Ohio Sec. of State LaRose concedes he politicked out of building where he moved his state office
After months of silence, Ohio Secretary of State Frank LaRose this week conceded that he’s engaged in campaign activity in the same building where he just finished moving his state agency — one that is in charge of conducting Ohio elections. But he hasn’t given any further details, nor did he explain why Ohioans should trust him not to politick out of the building as he runs in a three-way U.S. Senate primary that will be held in just four months.
Adding to questions about the secretary’s forthrightness, his office has stressed that the more than $600,000 it will cost to move and refit the new space won’t come from taxpayers. The expenses instead will be funded by fees the secretary collects from business filings, his office emphasized.
Since both are public funds, many in the public might find that to be a distinction without a difference.
NBC4 in September reported that LaRose was quietly moving the secretary of state’s office from the 180 Broad Street location it had occupied for nearly two decades to one at 200 Civic Center Drive along the Scioto Mile.
That building also happens to house the offices at which LaRose in July registered his Senate campaign with the Federal Elections Commission. They belong to BakerHostetler, the law firm representing his campaign.
He says he doesn’t have a campaign headquarters, and LaRose claimed it was just a coincidence that his campaign lawyers would be located in the building where he is now using taxpayer dollars to administer that and other elections as secretary of state.
For months, LaRose declined to answer questions from NBC4 and the Capital Journal asking whether he had engaged in campaign activities at 200 Civic Center Drive, and whether he planned to do so in the future. In mid-October when he was asked in person, LaRose stalked off.

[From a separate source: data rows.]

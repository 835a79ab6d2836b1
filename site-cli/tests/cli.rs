//! End-to-end tests for the `jamdelphia` binary.

use assert_cmd::Command;
use predicates::prelude::*;
use tempfile::TempDir;

fn jamdelphia() -> Command {
    Command::cargo_bin("jamdelphia").expect("binary built")
}

#[test]
fn render_writes_index_with_parent_dirs() {
    let temp = TempDir::new().expect("temp dir");
    let out = temp.path().join("dist/nested/index.html");

    jamdelphia()
        .args(["render", "--year", "2025", "--out"])
        .arg(&out)
        .assert()
        .success();

    let html = std::fs::read_to_string(&out).expect("read output");
    assert!(html.starts_with("<!DOCTYPE html>"));
    assert!(html.contains("Signature Seal Notary"));
    assert!(html.contains("© 2025 JamDelphia Group LLC. All rights reserved."));
}

#[test]
fn render_to_stdout() {
    jamdelphia()
        .args(["render", "--year", "2025", "--out", "-"])
        .assert()
        .success()
        .stdout(predicate::str::starts_with("<!DOCTYPE html>"))
        .stdout(predicate::str::contains(r#"id="portfolio""#));
}

#[test]
fn render_links_external_stylesheet() {
    jamdelphia()
        .args(["render", "--out", "-", "--stylesheet", "/assets/site.css"])
        .assert()
        .success()
        .stdout(predicate::str::contains(r#"href="/assets/site.css""#))
        .stdout(predicate::str::contains("<style>").not());
}

#[test]
fn check_passes_on_builtin_content() {
    jamdelphia()
        .arg("check")
        .assert()
        .success()
        .stdout(predicate::str::contains("content ok"))
        .stdout(predicate::str::contains("#portfolio: 1 target"));
}

#[test]
fn check_fails_on_invalid_content() {
    let temp = TempDir::new().expect("temp dir");
    let content = temp.path().join("site.toml");
    std::fs::write(
        &content,
        r#"
[[portfolio.ventures]]
name = "No Scheme"
url = "example.com"
"#,
    )
    .expect("write content");

    jamdelphia()
        .args(["check", "--content"])
        .arg(&content)
        .assert()
        .failure()
        .stderr(predicate::str::contains("No Scheme"));
}

#[test]
fn unsupported_content_format_is_reported() {
    let temp = TempDir::new().expect("temp dir");
    let content = temp.path().join("site.yaml");
    std::fs::write(&content, "brand: {}").expect("write content");

    jamdelphia()
        .args(["render", "--out", "-", "--content"])
        .arg(&content)
        .assert()
        .failure()
        .stderr(predicate::str::contains("unsupported content format"));
}

#[test]
fn dumped_content_feeds_back_into_render() {
    let temp = TempDir::new().expect("temp dir");
    let dumped = jamdelphia()
        .arg("dump-content")
        .assert()
        .success()
        .get_output()
        .stdout
        .clone();

    let content = temp.path().join("site.toml");
    let edited = String::from_utf8(dumped)
        .expect("utf8")
        .replace("West Virginia / Pennsylvania Region", "Kingston / Philadelphia");
    std::fs::write(&content, edited).expect("write content");

    jamdelphia()
        .args(["render", "--out", "-", "--content"])
        .arg(&content)
        .assert()
        .success()
        .stdout(predicate::str::contains("Kingston / Philadelphia"))
        .stdout(predicate::str::contains("https://signaturesealnotaries.com"));
}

A few weeks earlier, he certainly appeared to have politicked in the building when he posted a video clip of a campaign interview with far-right provocateur Steve Bannon. His office refused to answer questions, but LaRose was seated in front of a window overlooking a scene showing that he almost certainly was somewhere in the building at 200 Civic Center Drive.
My response to the liberal activists telling me to block Donald Trump from the ballot: Hell no. pic.twitter.com/LTabAZonH4
— Frank LaRose (@FrankLaRose) September 29, 2023
On Monday, LaRose’s office finally conceded to NBC4 that he had used the building for campaign activities in the past.

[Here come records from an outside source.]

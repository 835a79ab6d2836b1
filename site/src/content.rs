//! Loading and validating page content.
//!
//! Content files are optional overrides of [`SiteContent::default`]. Both
//! TOML (`site.toml`) and JSON (`site.json`) are accepted; the format is
//! picked from the file extension.

use std::path::Path;

use crate::error::{Result, SiteError};
use crate::types::SiteContent;

impl SiteContent {
    pub fn from_toml_str(input: &str) -> Result<Self> {
        Ok(toml::from_str(input)?)
    }

    pub fn from_json_str(input: &str) -> Result<Self> {
        Ok(serde_json::from_str(input)?)
    }

    /// Load content from a `.toml` or `.json` file.
    ///
    /// Unlike the page defaults, a file that exists but does not parse is an
    /// error: silently publishing the default copy would hide the mistake.
    pub fn load_from_path(path: &Path) -> Result<Self> {
        let extension = path
            .extension()
            .and_then(|ext| ext.to_str())
            .map(str::to_ascii_lowercase);

        let parse: fn(&str) -> Result<Self> = match extension.as_deref() {
            Some("toml") => Self::from_toml_str,
            Some("json") => Self::from_json_str,
            _ => return Err(SiteError::UnsupportedFormat(path.to_path_buf())),
        };

        let raw = std::fs::read_to_string(path).map_err(|source| SiteError::Io {
            path: path.to_path_buf(),
            source,
        })?;
        let content = parse(&raw)?;
        tracing::debug!(
            path = %path.display(),
            ventures = content.portfolio.ventures.len(),
            "loaded site content"
        );
        Ok(content)
    }

    /// Serialize the full content tree, e.g. as a starting point for a
    /// content file.
    pub fn to_toml_string(&self) -> Result<String> {
        Ok(toml::to_string_pretty(self)?)
    }

    /// Reject content that would render broken links or an empty brand.
    pub fn validate(&self) -> Result<()> {
        if self.brand.name.trim().is_empty() {
            return Err(invalid("brand name is empty"));
        }
        if self.navigation.links.is_empty() {
            return Err(invalid("navigation has no links"));
        }
        if let Some(link) = self.navigation.links.iter().find(|l| l.label.trim().is_empty()) {
            return Err(invalid(format!(
                "navigation link to {} has no label",
                link.target.href()
            )));
        }

        for (idx, venture) in self.portfolio.ventures.iter().enumerate() {
            if venture.name.trim().is_empty() {
                return Err(invalid(format!("venture #{} has no name", idx + 1)));
            }
            if !(venture.url.starts_with("https://") || venture.url.starts_with("http://")) {
                return Err(invalid(format!(
                    "venture '{}' url must start with http:// or https:// (got '{}')",
                    venture.name, venture.url
                )));
            }
        }

        let email = &self.contact.email;
        if !email.contains('@') || email.starts_with('@') || email.ends_with('@') {
            return Err(invalid(format!("contact email '{email}' is not an address")));
        }

        let dial = &self.contact.phone.dial;
        let digits = dial.strip_prefix('+').unwrap_or(dial);
        if digits.is_empty() || !digits.chars().all(|c| c.is_ascii_digit()) {
            return Err(invalid(format!(
                "phone dial string '{dial}' must be digits with an optional leading '+'"
            )));
        }

        Ok(())
    }
}

fn invalid(msg: impl Into<String>) -> SiteError {
    SiteError::InvalidContent(msg.into())
}

#[cfg(test)]
mod tests {
    use super::*;
    use crate::types::{Anchor, Venture};
    use pretty_assertions::assert_eq;
    use std::io::Write;
    use tempfile::TempDir;

    #[test]
    fn default_content_is_valid() {
        SiteContent::default().validate().expect("defaults validate");
    }

    #[test]
    fn partial_toml_overrides_only_named_fields() {
        let content = SiteContent::from_toml_str(
            r#"
[contact]
region = "Kingston / Philadelphia"

[hero]
badge = "Est. 2024"
"#,
        )
        .expect("parse toml");

        assert_eq!(content.contact.region, "Kingston / Philadelphia");
        assert_eq!(content.hero.badge, "Est. 2024");
        // untouched fields keep the published copy
        assert_eq!(content.contact.email, "jamdelphiagroup@gmail.com");
        assert_eq!(content.hero.headline, "Rooted in Heritage.");
        assert_eq!(content.portfolio.ventures.len(), 1);
    }

    #[test]
    fn adding_a_venture_is_a_data_change() {
        let content = SiteContent::from_toml_str(
            r#"
[[portfolio.ventures]]
name = "Signature Seal Notary"
category = "Professional Services"
url = "https://signaturesealnotaries.com"

[[portfolio.ventures]]
name = "Yard Kitchen"
category = "Hospitality"
description = "Island cooking, city portions."
url = "https://example.com/yard-kitchen"
"#,
        )
        .expect("parse toml");

        let names: Vec<_> = content
            .portfolio
            .ventures
            .iter()
            .map(|v| v.name.as_str())
            .collect();
        assert_eq!(names, vec!["Signature Seal Notary", "Yard Kitchen"]);
        content.validate().expect("valid");
    }

    #[test]
    fn json_nav_targets_use_lowercase_anchor_names() {
        let content = SiteContent::from_json_str(
            r#"{ "navigation": { "links": [ { "label": "Reach us", "target": "contact" } ] } }"#,
        )
        .expect("parse json");
        assert_eq!(content.navigation.links.len(), 1);
        assert_eq!(content.navigation.links[0].target, Anchor::Contact);
        assert_eq!(content.navigation.cta_label, "Get in Touch");
    }

    #[test]
    fn load_from_path_picks_format_by_extension() {
        let temp = TempDir::new().expect("temp dir");

        let toml_path = temp.path().join("site.toml");
        let mut file = std::fs::File::create(&toml_path).expect("create toml");
        writeln!(file, "[brand]\nname = \"JamDelphia Holdings\"").expect("write toml");
        let content = SiteContent::load_from_path(&toml_path).expect("load toml");
        assert_eq!(content.brand.name, "JamDelphia Holdings");

        let json_path = temp.path().join("site.JSON");
        std::fs::write(&json_path, r#"{"footer":{"credit":"Est. Philadelphia"}}"#)
            .expect("write json");
        let content = SiteContent::load_from_path(&json_path).expect("load json");
        assert_eq!(content.footer.credit, "Est. Philadelphia");
    }

    #[test]
    fn load_rejects_unknown_extension_and_missing_file() {
        let temp = TempDir::new().expect("temp dir");

        let yaml = temp.path().join("site.yaml");
        std::fs::write(&yaml, "brand: {}").expect("write yaml");
        assert!(matches!(
            SiteContent::load_from_path(&yaml),
            Err(SiteError::UnsupportedFormat(_))
        ));

        let missing = temp.path().join("nope.toml");
        assert!(matches!(
            SiteContent::load_from_path(&missing),
            Err(SiteError::Io { .. })
        ));
    }

    #[test]
    fn malformed_toml_is_an_error() {
        let err = SiteContent::from_toml_str("[brand\nname = 1").unwrap_err();
        assert!(matches!(err, SiteError::Toml(_)));
    }

    #[test]
    fn validate_rejects_broken_venture_url() {
        let mut content = SiteContent::default();
        content.portfolio.ventures.push(Venture {
            name: "Half Done".into(),
            url: "signaturesealnotaries.com".into(),
            ..Default::default()
        });
        let err = content.validate().unwrap_err();
        assert!(err.to_string().contains("Half Done"), "{err}");
    }

    #[test]
    fn validate_rejects_bad_contact_values() {
        let mut content = SiteContent::default();
        content.contact.email = "jamdelphiagroup.gmail.com".into();
        assert!(content.validate().is_err());

        let mut content = SiteContent::default();
        content.contact.phone.dial = "(304) 982-4165".into();
        assert!(content.validate().is_err());

        let mut content = SiteContent::default();
        content.navigation.links.clear();
        assert!(content.validate().is_err());
    }

    #[test]
    fn dial_string_allows_only_a_leading_plus() {
        for bad in ["+", "+++", "3+0+4", "304+", "++13049824165"] {
            let mut content = SiteContent::default();
            content.contact.phone.dial = bad.into();
            let err = content.validate().unwrap_err();
            assert!(err.to_string().contains(bad), "{bad}: {err}");
        }

        let mut content = SiteContent::default();
        content.contact.phone.dial = "+13049824165".into();
        content.validate().expect("international dial string");
    }

    #[test]
    fn hidden_placeholder_survives_toml_dump() {
        let mut content = SiteContent::default();
        content.portfolio.show_placeholder = false;

        let dumped = content.to_toml_string().expect("serialize");
        assert!(dumped.contains("show_placeholder = false"), "{dumped}");

        let reloaded = SiteContent::from_toml_str(&dumped).expect("reparse");
        assert!(!reloaded.portfolio.show_placeholder);
        assert_eq!(reloaded, content);
    }

    #[test]
    fn placeholder_can_be_hidden_from_json() {
        let content =
            SiteContent::from_json_str(r#"{"portfolio": {"show_placeholder": false}}"#)
                .expect("parse json");
        assert!(!content.portfolio.show_placeholder);
        assert_eq!(content.portfolio.ventures.len(), 1);
    }

    #[test]
    fn toml_dump_parses_back_to_the_same_content() {
        let content = SiteContent::default();
        let dumped = content.to_toml_string().expect("serialize");
        assert!(dumped.contains("signaturesealnotaries.com"));
        assert_eq!(SiteContent::from_toml_str(&dumped).expect("reparse"), content);
    }
}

“While the Secretary has used meeting space temporarily at the law firm’s offices in the past, and there is no legal or ethical restriction on continuing to do so, he will not use that space now that the Secretary of State’s office has relocated to this new property,” the station quoted LaRose spokeswoman Melanie Amato as saying.
LaRose’s office didn’t respond to questions from the Capital Journal. They included a request to detail the campaign activities LaRose had undertaken in the building — instead of simply saying Ohio’s top election official “used meeting space temporarily.”

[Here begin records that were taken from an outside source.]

use leptos::prelude::*;

use super::{Icon, ICON_ARROW_RIGHT};
use crate::types::Hero as HeroContent;

#[component]
pub fn Hero(content: HeroContent) -> impl IntoView {
    view! {
        <section class="hero">
            <div class="container">
                <div class="hero-content">
                    <div class="hero-badge">
                        <span class="hero-badge-dot"></span>
                        {content.badge}
                    </div>
                    <h1 class="hero-title">
                        {content.headline}
                        <br />
                        <span class="hero-title-accent">{content.headline_accent}</span>
                    </h1>
                    <p class="hero-description">{content.lede}</p>
                    <div class="hero-actions">
                        <a href=content.primary_cta.target.href() class="btn btn-primary">
                            {content.primary_cta.label}
                            <Icon path=ICON_ARROW_RIGHT />
                        </a>
                        <a href=content.secondary_cta.target.href() class="btn btn-secondary">
                            {content.secondary_cta.label}
                        </a>
                    </div>
                </div>
            </div>

            // Decorative background glows
            <div class="hero-glow hero-glow-gold"></div>
            <div class="hero-glow hero-glow-navy"></div>
        </section>
    }
}
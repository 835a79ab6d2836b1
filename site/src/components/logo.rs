use leptos::prelude::*;

use crate::types::Brand;

/// JD monogram with the word mark beside it.
#[component]
pub fn Logo(brand: Brand) -> impl IntoView {
    view! {
        <div class="logo">
            <div class="logo-mark">
                <svg viewBox="0 0 100 100" class="logo-glyph" stroke-width="6" aria-hidden="true">
                    // J
                    <path d="M 40 20 V 70 A 15 15 0 0 1 10 70" stroke-linecap="round"></path>
                    // D
                    <path d="M 50 20 H 70 A 25 25 0 0 1 70 80 H 50 V 20" stroke-linecap="round"></path>
                </svg>
            </div>
            <div class="logo-text">
                <span class="logo-name">{brand.name}</span>
                <span class="logo-suffix">{brand.suffix}</span>
            </div>
        </div>
    }
}
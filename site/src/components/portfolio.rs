//! Portfolio grid: one card per venture, then the optional placeholder.

use leptos::prelude::*;

use super::{Icon, ICON_EXTERNAL_LINK};
use crate::types::{Anchor, Placeholder, Portfolio as PortfolioContent, Venture};

#[component]
pub fn Portfolio(content: PortfolioContent) -> impl IntoView {
    view! {
        <section id=Anchor::Portfolio.id() class="section portfolio">
            <div class="container">
                <div class="portfolio-header">
                    <h2 class="section-heading">{content.heading}</h2>
                    <p class="portfolio-subheading">{content.subheading}</p>
                </div>

                <div class="venture-grid">
                    {content.ventures.into_iter().map(|venture| {
                        view! { <VentureCard venture=venture /> }
                    }).collect::<Vec<_>>()}
                    {content.show_placeholder.then(|| {
                        view! { <PlaceholderCard placeholder=content.placeholder /> }
                    })}
                </div>
            </div>
        </section>
    }
}

/// A populated venture card linking out to the venture's site.
#[component]
pub fn VentureCard(venture: Venture) -> impl IntoView {
    let key = venture.name.clone();
    view! {
        <div class="venture-card" data-venture=key>
            <div class="venture-stripe"></div>
            <div class="venture-body">
                <div class="venture-emblem">{venture.emblem}</div>
                <h3 class="venture-name">{venture.name}</h3>
                <p class="venture-category">{venture.category}</p>
                <p class="venture-description">{venture.description}</p>
                <a
                    href=venture.url
                    target="_blank"
                    rel="noopener noreferrer"
                    class="venture-link"
                >
                    "Visit Website"
                    <Icon path=ICON_EXTERNAL_LINK size="16" />
                </a>
            </div>
        </div>
    }
}

#[component]
fn PlaceholderCard(placeholder: Placeholder) -> impl IntoView {
    view! {
        <div class="venture-placeholder">
            <div class="placeholder-plus">"+"</div>
            <h3 class="placeholder-title">{placeholder.title}</h3>
            <p class="placeholder-note">{placeholder.note}</p>
        </div>
    }
}

#[cfg(test)]
mod tests {
    use super::*;
    use leptos::tachys::view::RenderHtml;

    fn render(content: PortfolioContent) -> String {
        view! { <Portfolio content=content /> }.to_html()
    }

    #[test]
    fn renders_one_card_per_venture_in_order() {
        let mut content = PortfolioContent::default();
        content.ventures.push(Venture {
            name: "Yard Kitchen".into(),
            url: "https://example.com/yard".into(),
            ..Default::default()
        });

        let html = render(content);
        assert_eq!(html.matches(r#"class="venture-card""#).count(), 2);
        let first = html.find("Signature Seal Notary").expect("first venture");
        let second = html.find("Yard Kitchen").expect("second venture");
        assert!(first < second);
        assert!(html.contains(r#"href="https://example.com/yard""#));
    }

    #[test]
    fn placeholder_is_optional() {
        let content = PortfolioContent {
            show_placeholder: false,
            ..Default::default()
        };
        let html = render(content);
        assert!(!html.contains(r#"class="venture-placeholder""#));
        assert_eq!(html.matches(r#"class="venture-card""#).count(), 1);
    }

    #[test]
    fn card_is_keyed_by_venture_name() {
        let content = PortfolioContent {
            ventures: vec![Venture {
                name: "Blue Mountain Realty".into(),
                url: "https://example.com/realty".into(),
                ..Default::default()
            }],
            ..Default::default()
        };
        let html = render(content);
        assert!(html.contains(r#"data-venture="Blue Mountain Realty""#));
        assert!(html.contains(r#"<h3 class="venture-name">Blue Mountain Realty</h3>"#));
    }

    #[test]
    fn external_links_open_in_new_tab() {
        let html = render(PortfolioContent::default());
        assert!(html.contains(r#"target="_blank""#));
        assert!(html.contains(r#"rel="noopener noreferrer""#));
    }
}
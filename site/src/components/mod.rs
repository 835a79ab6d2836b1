//! Leptos UI components for the page.
//!
//! The same components back the static render ([`crate::render_site`]) and
//! the browser build in `landing/`.
//!
//! # Component Hierarchy
//!
//! ```text
//! SiteDocument (static render only: <html>, <head>, CSS)
//! └── App (owns MenuVisibility)
//!     ├── Navigation (reads + writes MenuVisibility)
//!     │   ├── Logo
//!     │   └── MobileMenu (only while open)
//!     ├── Hero
//!     ├── About
//!     │   └── MissionCard
//!     ├── Portfolio
//!     │   ├── VentureCard (per venture)
//!     │   └── PlaceholderCard
//!     ├── Contact
//!     │   └── ContactFormCard (owns ContactForm)
//!     └── Footer
//! ```

mod about;
mod app;
mod contact;
mod document;
mod footer;
mod hero;
mod icons;
mod logo;
mod nav;
mod portfolio;

pub use about::About;
pub use app::App;
pub use contact::{Contact, ContactFormCard};
pub use document::SiteDocument;
pub use footer::Footer;
pub use hero::Hero;
pub use icons::*;
pub use logo::Logo;
pub use nav::Navigation;
pub use portfolio::{Portfolio, VentureCard};
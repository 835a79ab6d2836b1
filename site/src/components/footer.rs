use leptos::prelude::*;

use crate::types::{Brand, Footer as FooterContent};

#[component]
pub fn Footer(brand: Brand, content: FooterContent, year: i32) -> impl IntoView {
    let copyright = format!("© {year} {}. All rights reserved.", brand.legal_name);

    view! {
        <footer class="footer">
            <div class="container">
                <div class="footer-inner">
                    <div class="footer-brand">
                        <div class="footer-monogram">{brand.monogram}</div>
                        <span class="footer-name">{brand.legal_name}</span>
                    </div>
                    <div class="footer-legal">
                        <p>{copyright}</p>
                        <p>{content.credit}</p>
                    </div>
                </div>
            </div>
        </footer>
    }
}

LaRose’s candor has frequently come into question this year.
Among the instances, he led an expensive, failed campaign to make it much more difficult for citizens to amend the state Constitution. The campaign was littered with contradictory and misleading claims.
Then, as chairman of the Ohio Ballot Board, he rewrote a ballot “summary” of an abortion-rights amendment that passed by a 14-point margin on Nov. 7. The ballot board made misleading changes and inserted loaded words such as “unborn child” into a supposed summary that was roughly as long as the amendment itself.
On Wednesday, The Cleveland Plain Dealer broke the news that LaRose on Nov. 17 told a Republican group that he allowed several anti-abortion groups to assist in the rewrite. In other words, Ohio’s top elections official invited opponents to write ballot language that mischaracterized an abortion-rights amendment that supporters gathered a half-million registered voters’ signatures to put to on that ballot.
In light of such apparent duplicity, LaRose’s spokeswoman was asked why Ohioans should trust LaRose to honor his promise not to campaign out of the building at 200 Civic Center Drive — or even out of the office from which he’s supposed to be administering elections. She didn’t respond.
In addition, spokeswoman Amato told NBC4 that taxpayers aren’t funding the move, because fees from business filings are. That ignores the fact that tax funds would have to make up for any losses in filing fees and vice versa.
Another question that received no response: If business filing fees are so plentiful, would LaRose support cutting them to help small businesses?